Hallo zusammen,
ich beschäftige mich gerade intensiv mit der Strategie für mein künftiges Altersvorsorgedepot ab 2027 und stolpere immer wieder über die Frage der Stop-Loss-Orders. Während meiner bisherigen Anlagezeit habe ich bei meinen privaten ETF-Sparplänen nie Stop-Loss verwendet - einfach stur durchgespart.
Aber jetzt bei der Altersvorsorge bin ich unsicher: Einerseits ist der Anlagehorizont ja super lang (noch 9 Jahre bis zur Rente), andererseits ist das staatlich geförderte Geld und ich möchte keine größeren Verluste riskieren. In den letzten Wochen, wo die Märkte wieder etwas volatiler werden und man sich schon Gedanken über die Sommerflaute macht, frage ich mich: Sollte ich für das Altersdepot Stop-Loss-Marken setzen?
Meine Überlegung: Bei einem größeren Crash könnte ich Verluste begrenzen und später günstiger wieder einsteigen. Aber andererseits kenne ich auch die Studien, die zeigen, dass Market-Timing meist schief geht.
Was ist eure Einschätzung? Nutzt ihr Stop-Loss bei der langfristigen Altersvorsorge oder haltet ihr das für kontraproduktiv? Gibt es vielleicht spezielle Aspekte beim neuen Altersvorsorgedepot, die ich bedenken sollte?
Bin gespannt auf eure Erfahrungen!
Ich stimme Marc zu - Stop-Loss passt nicht zur Altersvorsorge.
Habe bei meinem alten Riester auch nie mit sowas experimentiert und war gut gefahren. Das neue Depot soll ja gerade einfacher und transparenter werden als die ganzen komplizierten Riester-Produkte von früher.
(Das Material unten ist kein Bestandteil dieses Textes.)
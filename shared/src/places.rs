//! Search-or-create resolution of a GeoNames pick to a backend place.

use uuid::Uuid;

use crate::errors::ApiError;
use crate::search::PlaceCandidate;
use crate::{CreatePlaceRequest, PlaceSummary};

/// Finds a known place with the same city (trimmed, case-insensitive) and
/// the same country code (case-insensitive)
pub fn find_existing_place(known: &[PlaceSummary], candidate: &PlaceCandidate) -> Option<Uuid> {
    let city = candidate.name.trim().to_lowercase();
    let code = candidate.country_code.trim().to_lowercase();
    known
        .iter()
        .find(|place| {
            place.nom_ville.trim().to_lowercase() == city
                && place.pays.code_iso.trim().to_lowercase() == code
        })
        .map(|place| place.id)
}

/// Builds the creation body for a place the backend does not know.
///
/// Fails with a validation error when a required field is blank or a
/// coordinate does not parse or is out of range.
pub fn new_place_request(candidate: &PlaceCandidate) -> Result<CreatePlaceRequest, ApiError> {
    let nom_ville = candidate.name.trim();
    let pays_code = candidate.country_code.trim();
    if nom_ville.is_empty() || pays_code.is_empty() {
        return Err(ApiError::invalid("lieu", "Données de lieu incomplètes pour la création"));
    }

    let latitude = parse_coordinate(&candidate.lat, 90.0, "latitude")?;
    let longitude = parse_coordinate(&candidate.lng, 180.0, "longitude")?;

    Ok(CreatePlaceRequest {
        nom_ville: nom_ville.to_string(),
        pays_code: pays_code.to_uppercase(),
        geoname_id: candidate.geoname_id,
        latitude,
        longitude,
    })
}

fn parse_coordinate(raw: &str, bound: f64, field: &str) -> Result<f64, ApiError> {
    let value = raw
        .trim()
        .parse::<f64>()
        .map_err(|_| ApiError::invalid(field, "Coordonnée invalide"))?;
    if !value.is_finite() || value.abs() > bound {
        return Err(ApiError::invalid(
            field,
            &format!("{} doit être comprise entre -{} et {}", field, bound, bound),
        ));
    }
    Ok(value)
}

#[cfg(test)]
mod tests {
    use super::*;
    use crate::visited::fixtures::place;

    fn candidate(name: &str, code: &str, lat: &str, lng: &str) -> PlaceCandidate {
        PlaceCandidate {
            geoname_id: Some(1),
            name: name.to_string(),
            country_name: "Somewhere".to_string(),
            country_code: code.to_string(),
            lat: lat.to_string(),
            lng: lng.to_string(),
        }
    }

    #[test]
    fn test_existing_place_matches_case_insensitively() {
        let known = vec![
            place(1, "Paris", "US", "United States"),
            place(2, "Paris ", "FR", "France"),
        ];
        let found = find_existing_place(&known, &candidate(" paris", "fr", "48.8", "2.3"));
        assert_eq!(found, Some(Uuid::from_u128(2)));
    }

    #[test]
    fn test_no_match_when_country_differs() {
        let known = vec![place(1, "Paris", "US", "United States")];
        assert_eq!(
            find_existing_place(&known, &candidate("Paris", "FR", "48.8", "2.3")),
            None
        );
    }

    #[test]
    fn test_new_place_request_is_normalized() {
        let request = new_place_request(&candidate("  Kyoto ", "jp", "35.02107", "135.75385")).unwrap();
        assert_eq!(request.nom_ville, "Kyoto");
        assert_eq!(request.pays_code, "JP");
        assert_eq!(request.geoname_id, Some(1));
        assert!((request.latitude - 35.02107).abs() < 1e-9);
    }

    #[test]
    fn test_new_place_request_rejects_bad_coordinates() {
        assert!(new_place_request(&candidate("Kyoto", "JP", "abc", "135.7")).is_err());
        assert!(new_place_request(&candidate("Kyoto", "JP", "95.0", "135.7")).is_err());
        assert!(new_place_request(&candidate("Kyoto", "JP", "35.0", "-181")).is_err());
        assert!(new_place_request(&candidate(" ", "JP", "35.0", "135.7")).is_err());
    }
}
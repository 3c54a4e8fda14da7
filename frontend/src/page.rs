use uuid::Uuid;

/// Screens of the app. Navigation is held in memory; there is no URL routing.
#[derive(Debug, Clone, PartialEq)]
pub enum Page {
    Home,
    Login,
    Register,
    Dashboard,
    Activities,
    ActivityDetail(Uuid),
    PlaceDetail(Uuid),
    TripDetail(Uuid),
    Favorites,
    Profile,
    PublicProfile(i64),
    NotFound,
}

impl Page {
    /// Pages that redirect to the login screen when signed out
    pub fn requires_auth(&self) -> bool {
        matches!(
            self,
            Page::Dashboard | Page::Activities | Page::Favorites | Page::Profile
        )
    }

    /// Top-level entry shown as active in the navbar
    pub fn nav_section(&self) -> Page {
        match self {
            Page::ActivityDetail(_) => Page::Activities,
            Page::TripDetail(_) => Page::Dashboard,
            Page::PlaceDetail(_) | Page::PublicProfile(_) | Page::NotFound => Page::Home,
            other => other.clone(),
        }
    }
}

#[cfg(test)]
mod tests {
    use super::*;
    use wasm_bindgen_test::*;

    wasm_bindgen_test_configure!(run_in_browser);

    #[wasm_bindgen_test]
    fn test_private_pages_require_auth() {
        assert!(Page::Dashboard.requires_auth());
        assert!(Page::Favorites.requires_auth());
        assert!(!Page::Home.requires_auth());
        assert!(!Page::PlaceDetail(Uuid::nil()).requires_auth());
    }

    #[wasm_bindgen_test]
    fn test_detail_pages_highlight_their_section() {
        assert_eq!(Page::ActivityDetail(Uuid::nil()).nav_section(), Page::Activities);
        assert_eq!(Page::TripDetail(Uuid::nil()).nav_section(), Page::Dashboard);
        assert_eq!(Page::Profile.nav_section(), Page::Profile);
    }
}
use shared::media::{resolve_media_url, MediaKind};
use shared::MediaItem;
use yew::prelude::*;

#[derive(Properties, PartialEq)]
pub struct MediaGalleryProps {
    pub medias: Vec<MediaItem>,
    pub media_root: String,
}

/// Thumbnails with a click-to-enlarge overlay
#[function_component(MediaGallery)]
pub fn media_gallery(props: &MediaGalleryProps) -> Html {
    let enlarged = use_state(|| Option::<MediaItem>::None);

    if props.medias.is_empty() {
        return html! {};
    }

    let render = |media: &MediaItem, class: &'static str| {
        let url = resolve_media_url(&props.media_root, media.fichier_url.as_deref());
        match media.type_media {
            MediaKind::Image => html! { <img {class} src={url} alt={media.titre.clone()} /> },
            MediaKind::Video => html! { <video {class} src={url} controls=true /> },
        }
    };

    let on_close = {
        let enlarged = enlarged.clone();
        Callback::from(move |_: MouseEvent| enlarged.set(None))
    };

    html! {
        <div class="media-gallery">
            {for props.medias.iter().map(|media| {
                let enlarged = enlarged.clone();
                let picked = media.clone();
                html! {
                    <div class="media-thumb" key={media.id.to_string()} onclick={move |_| enlarged.set(Some(picked.clone()))}>
                        {render(media, "thumb")}
                    </div>
                }
            })}
            {if let Some(media) = &*enlarged {
                html! {
                    <div class="media-overlay" onclick={on_close}>
                        {render(media, "enlarged")}
                        {if !media.description.is_empty() {
                            html! { <p>{&media.description}</p> }
                        } else { html! {} }}
                    </div>
                }
            } else { html! {} }}
        </div>
    }
}
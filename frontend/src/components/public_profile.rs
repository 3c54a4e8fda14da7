use shared::media::resolve_media_url;
use shared::{ApiError, PublicProfile};
use wasm_bindgen_futures::spawn_local;
use yew::prelude::*;

use super::error_page::ErrorPage;
use super::visited_countries::VisitedCountriesPanel;
use crate::page::Page;
use crate::services::api::ApiClient;
use crate::services::date_utils::format_date_for_display;
use crate::services::logging::Logger;

#[derive(Properties, PartialEq)]
pub struct PublicProfileProps {
    pub api_client: ApiClient,
    pub user_id: i64,
    pub on_navigate: Callback<Page>,
}

#[function_component(PublicProfileView)]
pub fn public_profile_view(props: &PublicProfileProps) -> Html {
    let profile = use_state(|| Option::<PublicProfile>::None);
    let loading = use_state(|| true);
    let error = use_state(|| Option::<ApiError>::None);

    use_effect_with((props.api_client.clone(), props.user_id), {
        let profile = profile.clone();
        let loading = loading.clone();
        let error = error.clone();
        move |(api_client, user_id): &(ApiClient, i64)| {
            let api_client = api_client.clone();
            let user_id = *user_id;
            spawn_local(async move {
                loading.set(true);
                match api_client.get_public_profile(user_id).await {
                    Ok(data) => {
                        error.set(None);
                        profile.set(Some(data));
                    }
                    Err(e) => {
                        Logger::warn_with_component("public_profile", &format!("Failed to load profile {}: {}", user_id, e));
                        error.set(Some(e));
                    }
                }
                loading.set(false);
            });
            || ()
        }
    });

    if *loading {
        return html! { <div class="loading">{"Chargement du profil..."}</div> };
    }

    let Some(profile) = (*profile).clone() else {
        let hint = (*error).as_ref().map(|e| e.to_string());
        return html! {
            <ErrorPage code={404} title={Some("Profil non trouvé".to_string())} {hint} on_navigate={props.on_navigate.clone()} />
        };
    };

    let avatar = resolve_media_url(&props.api_client.config().media_root, profile.profile_image_url.as_deref());
    let full_name = format!("{} {}", profile.first_name, profile.last_name).trim().to_string();
    let on_back = {
        let on_navigate = props.on_navigate.clone();
        Callback::from(move |_: MouseEvent| on_navigate.emit(Page::Home))
    };

    html! {
        <div class="public-profile">
            <button type="button" class="btn btn-secondary" onclick={on_back}>{"← Retour"}</button>
            <header class="profile-header card">
                <img class="profile-avatar" src={avatar} alt={profile.username.clone()} />
                <div>
                    <h1>{if full_name.is_empty() { profile.username.clone() } else { full_name }}</h1>
                    <p class="profile-username">{format!("@{}", profile.username)}</p>
                    {if let Some(bio) = profile.bio.as_ref().filter(|b| !b.is_empty()) {
                        html! { <p class="profile-bio">{bio}</p> }
                    } else { html! {} }}
                    {if let Some(joined) = &profile.date_joined {
                        html! { <small>{format!("Membre depuis le {}", format_date_for_display(joined))}</small> }
                    } else { html! {} }}
                </div>
            </header>
            <div class="profile-stats">
                <div class="stat"><strong>{profile.score_total}</strong><span>{"Score"}</span></div>
                <div class="stat"><strong>{profile.nombre_voyages}</strong><span>{"Voyages"}</span></div>
                <div class="stat"><strong>{profile.nombre_activites_creees}</strong><span>{"Activités créées"}</span></div>
            </div>
            <VisitedCountriesPanel countries={profile.pays_visites.clone()} />
        </div>
    }
}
Wenn du dir wegen Volatilität Sorgen machst: Nimm einfach einen ausgewogenen ETF mit niedrigerer Schwankung oder misch Anleihen bei. Aber Stop-Loss ist wirklich kontraproduktiv bei langfristigen Sparplänen.
Als Selbständiger hab ich mir diese Frage auch schon gestellt. Bei mir kommt noch dazu, dass mein Einkommen schwankt und ich nicht immer gleichmäßig einzahlen kann.
Mein Ansatz: Keine starren Stop-Loss-Orders, sondern flexible Anpassung der Sparrate. Wenn die Märkte fallen, erhöhe ich die Einzahlungen (falls möglich), statt zu verkaufen. Das ist psychologisch auch einfacher als Market-Timing zu betreiben.
Außerdem: 9 Jahre sind noch relativ kurz für Altersvorsorge. Da würde ich eher auf Nummer sicher gehen und nicht zu experimentell werden. Die Förderung ist zu wertvoll, um sie durch komplizierte Strategien zu riskieren.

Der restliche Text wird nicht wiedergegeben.